Publié le 14 août 2010 par Unpeudetao

Souvenir de journaliste (14), pendant un mois, des journalistes de l'agglomération lyonnaise racontent sur LibéLyon un souvenir professionnel qui les a marqués. Aujourd'hui, Sandrine Boucher, journaliste indépendante qui se spécialise dans les questions environnementales :

Nous étions à moins d’une semaine de Noël. S’il gelait à Lyon et ailleurs en France depuis plus d’un mois déjà, l’hiver avait finalement gagné Paris la veille. Ce jour là, le froid était donc devenu un sujet d’envergure hexagonale. Le quotidien national pour lequel je travaillais alors me demande d’écrire un article sur les sans-abri qui persistent à dormir dehors quand il fait froid.

Commande de l’article peu avant midi, pour un rendu en fin de journée. Une après-midi pour décrire les nuits des SDF. Et tenter d’en dire quelque chose de pas trop stupide.

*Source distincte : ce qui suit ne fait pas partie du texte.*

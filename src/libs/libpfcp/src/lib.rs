#![allow(nonstandard_style)]
extern crate num;
#[macro_use]
extern crate num_derive;

use std::convert::TryInto;
use std::error::Error;
use std::fmt;

pub trait PFCPModel {
	const ID: u16;
	fn encode(&self) -> Vec<u8>;
	fn decode(stream: &[u8]) -> Result<Self, PFCPError> where Self: Sized;
}

pub mod models;
pub mod messages;
pub mod handlers;
pub mod helpers;

/// Default UDP port of the PFCP protocol
pub const PFCP_PORT: u16 = 8805;

#[derive(Debug, Clone)]
pub struct PFCPError {
	details: String,
}

impl PFCPError {
	pub fn new_boxed(msg: &str) -> Box<PFCPError> {
		Box::new(PFCPError {
			details: msg.to_string(),
		})
	}
	pub fn new(msg: &str) -> PFCPError {
		PFCPError {
			details: msg.to_string(),
		}
	}
}

impl fmt::Display for PFCPError {
	fn fmt(&self, f: &mut fmt::Formatter) -> fmt::Result {
		write!(f, "{}", self.details)
	}
}

impl Error for PFCPError {
	fn description(&self) -> &str {
		&self.details
	}
}

/// Walks the type-length-value IEs in `stream`, handing each IE type and value to `f`.
pub(crate) fn for_each_ie<'a, F>(stream: &'a [u8], mut f: F) -> Result<(), PFCPError>
where
	F: FnMut(u16, &'a [u8]) -> Result<(), PFCPError>,
{
	let mut stream = stream;
	while !stream.is_empty() {
		if stream.len() < 4 {
			return Err(PFCPError::new(&format!("Truncated IE header, remaining octets is {}", stream.len())));
		}
		let ie_type = u16::from_be_bytes(stream[0..2].try_into().map_err(|_| PFCPError::new("IE type"))?);
		let length = u16::from_be_bytes(stream[2..4].try_into().map_err(|_| PFCPError::new("IE length"))?) as usize;
		stream = &stream[4..];
		if stream.len() < length {
			return Err(PFCPError::new(&format!("IE {} is of length {}, but remaining octects is {}", ie_type, length, stream.len())));
		}
		f(ie_type, &stream[..length])?;
		stream = &stream[length..];
	}
	Ok(())
}

/// Fills in the length of a grouped IE encoded with a placeholder length.
pub(crate) fn patch_grouped_length(result: &mut Vec<u8>) {
	let length: u16 = result.len() as u16 - 4;
	let length_be = length.to_be_bytes();
	result[2] = length_be[0];
	result[3] = length_be[1];
}

#[cfg(test)]
mod tests {
	use super::*;

	#[test]
	fn test_for_each_ie() {
		let stream = [0u8, 19, 0, 1, 1, 0, 96, 0, 0];
		let mut seen = vec![];
		for_each_ie(&stream, |t, v| {
			seen.push((t, v.to_vec()));
			Ok(())
		}).unwrap();
		assert_eq!(seen, vec![(19, vec![1]), (96, vec![])]);

		assert!(for_each_ie(&[0u8, 19, 0], |_, _| Ok(())).is_err());
		assert!(for_each_ie(&[0u8, 19, 0, 2, 1], |_, _| Ok(())).is_err());
	}
}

A deux pas des vitrines de Noël, une jolie péniche beige et rouge est amarrée. C’est un centre d’accueil de jour qui reçoit des « passagers », quel que soit leur statut ou leurs raisons : précaires, isolés, avec ou sans abri. On ne pose pas de question. “Nous ne sommes pas brutalisés dans nos fragilités”, dit Jean-Jacques, un des « passagers ». Dans la grande pièce commune, on joue aux cartes, on boit un café, on se pose, pour quelques heures de répit. Il émane de cet endroit quelque chose d’apaisé, qui enveloppe, réconforte. Pourtant je ne suis pas à l’aise.

On a déjà dit, écrit, expliqué mille fois pourquoi certains SDF ne vont pas dans les foyers. Je vais l’écrire une fois de plus. Je vais gratter les plaies de la grande précarité, parce qu’il faut du « vécu ». Pour qui ? Pour quoi ? C’est le métier que j’ai choisi, que j’aime, et que j’espère utile. C’est aussi mon boulot, mon gagne-pain. « En hiver, on meurt de froid, en été, on meurt de solitude. Pour les gens que nous accueillons, la détresse n’a pas de saison. C’est l’hiver dans leur cœur toute l’année », soupire le responsable, à juste titre agacé par l’émotion fugace pour les pauvres qui saisit l’opinion seulement quand les températures chutent.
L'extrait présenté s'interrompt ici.